§ Your goal
Taking the line with "both trait methods" as the start, reproduce every line until the records end, exactly and with nothing added.

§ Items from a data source
=== Begin Enclosure ===
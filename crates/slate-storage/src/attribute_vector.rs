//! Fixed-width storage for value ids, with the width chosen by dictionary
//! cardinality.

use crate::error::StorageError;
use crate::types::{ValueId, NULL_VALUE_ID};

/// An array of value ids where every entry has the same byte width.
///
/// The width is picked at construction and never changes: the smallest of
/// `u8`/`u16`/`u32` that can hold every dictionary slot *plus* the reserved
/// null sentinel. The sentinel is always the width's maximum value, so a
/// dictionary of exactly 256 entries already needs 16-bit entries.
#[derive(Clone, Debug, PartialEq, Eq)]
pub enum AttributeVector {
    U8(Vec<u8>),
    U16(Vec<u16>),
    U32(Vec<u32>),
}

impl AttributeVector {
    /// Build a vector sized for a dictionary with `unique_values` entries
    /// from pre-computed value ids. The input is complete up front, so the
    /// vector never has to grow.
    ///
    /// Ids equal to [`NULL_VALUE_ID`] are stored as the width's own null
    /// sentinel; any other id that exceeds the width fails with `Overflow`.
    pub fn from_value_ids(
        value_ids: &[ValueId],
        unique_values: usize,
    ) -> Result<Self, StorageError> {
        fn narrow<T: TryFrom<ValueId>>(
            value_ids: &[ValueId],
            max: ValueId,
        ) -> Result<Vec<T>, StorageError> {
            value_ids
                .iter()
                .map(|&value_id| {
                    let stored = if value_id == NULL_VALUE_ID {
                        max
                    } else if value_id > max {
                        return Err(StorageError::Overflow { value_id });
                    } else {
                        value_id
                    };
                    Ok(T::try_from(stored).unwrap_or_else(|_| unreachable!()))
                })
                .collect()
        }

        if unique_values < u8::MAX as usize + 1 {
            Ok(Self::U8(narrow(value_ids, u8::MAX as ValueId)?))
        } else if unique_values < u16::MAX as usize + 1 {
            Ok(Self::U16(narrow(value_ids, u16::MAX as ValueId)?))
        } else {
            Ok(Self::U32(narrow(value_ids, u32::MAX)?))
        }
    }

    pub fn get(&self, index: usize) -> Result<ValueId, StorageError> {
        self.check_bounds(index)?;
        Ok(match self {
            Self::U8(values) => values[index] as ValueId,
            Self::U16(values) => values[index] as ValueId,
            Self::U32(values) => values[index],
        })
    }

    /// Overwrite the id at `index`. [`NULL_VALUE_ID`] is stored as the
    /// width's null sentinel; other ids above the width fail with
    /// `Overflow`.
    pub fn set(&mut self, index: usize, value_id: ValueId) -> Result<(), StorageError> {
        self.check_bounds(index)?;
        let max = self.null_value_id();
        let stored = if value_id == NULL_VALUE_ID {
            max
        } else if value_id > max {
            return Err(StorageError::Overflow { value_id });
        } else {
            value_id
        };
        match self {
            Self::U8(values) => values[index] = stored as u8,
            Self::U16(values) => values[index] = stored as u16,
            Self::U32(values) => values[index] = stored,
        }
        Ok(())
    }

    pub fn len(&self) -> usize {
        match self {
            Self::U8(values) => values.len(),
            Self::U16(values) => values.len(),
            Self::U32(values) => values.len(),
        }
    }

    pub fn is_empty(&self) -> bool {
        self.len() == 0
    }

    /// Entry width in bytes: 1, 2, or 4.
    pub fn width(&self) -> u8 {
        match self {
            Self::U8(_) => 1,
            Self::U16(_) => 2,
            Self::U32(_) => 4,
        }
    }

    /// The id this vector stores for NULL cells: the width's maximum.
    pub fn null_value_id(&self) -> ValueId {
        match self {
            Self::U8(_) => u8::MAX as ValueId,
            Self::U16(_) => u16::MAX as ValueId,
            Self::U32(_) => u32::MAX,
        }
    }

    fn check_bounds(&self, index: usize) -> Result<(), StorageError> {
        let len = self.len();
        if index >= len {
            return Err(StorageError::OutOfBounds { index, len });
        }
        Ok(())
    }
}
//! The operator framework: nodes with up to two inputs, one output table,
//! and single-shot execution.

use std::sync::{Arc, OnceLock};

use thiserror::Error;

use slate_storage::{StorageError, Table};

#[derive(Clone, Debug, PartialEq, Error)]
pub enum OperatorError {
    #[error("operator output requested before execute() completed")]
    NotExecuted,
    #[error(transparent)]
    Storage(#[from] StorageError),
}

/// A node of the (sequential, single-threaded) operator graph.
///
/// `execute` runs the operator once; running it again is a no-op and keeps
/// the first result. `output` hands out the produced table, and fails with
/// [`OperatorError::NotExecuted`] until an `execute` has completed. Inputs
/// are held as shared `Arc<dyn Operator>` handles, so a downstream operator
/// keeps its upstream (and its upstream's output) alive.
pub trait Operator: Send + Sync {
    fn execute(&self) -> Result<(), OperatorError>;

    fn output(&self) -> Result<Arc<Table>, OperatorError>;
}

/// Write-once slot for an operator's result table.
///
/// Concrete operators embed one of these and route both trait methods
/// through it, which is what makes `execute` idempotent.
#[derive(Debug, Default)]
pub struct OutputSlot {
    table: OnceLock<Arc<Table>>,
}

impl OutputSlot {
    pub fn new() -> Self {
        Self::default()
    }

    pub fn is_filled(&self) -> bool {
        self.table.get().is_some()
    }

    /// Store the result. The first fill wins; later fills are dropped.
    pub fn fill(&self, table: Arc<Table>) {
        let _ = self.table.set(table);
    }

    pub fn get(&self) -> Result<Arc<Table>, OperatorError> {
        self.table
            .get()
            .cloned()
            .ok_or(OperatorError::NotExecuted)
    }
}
=== End Enclosure ===
§ Written response
/// Concrete operators embed one of these and route both trait methods
/// through it, which is what makes `execute` idempotent.
#[derive(Debug, Default)]
pub struct OutputSlot {
    table: OnceLock<Arc<Table>>,
}

impl OutputSlot {
    pub fn new() -> Self {
        Self::default()
    }

    pub fn is_filled(&self) -> bool {
        self.table.get().is_some()
    }

    /// Store the result. The first fill wins; later fills are dropped.
    pub fn fill(&self, table: Arc<Table>) {
        let _ = self.table.set(table);
    }

    pub fn get(&self) -> Result<Arc<Table>, OperatorError> {
        self.table
            .get()
            .cloned()
            .ok_or(OperatorError::NotExecuted)
    }
}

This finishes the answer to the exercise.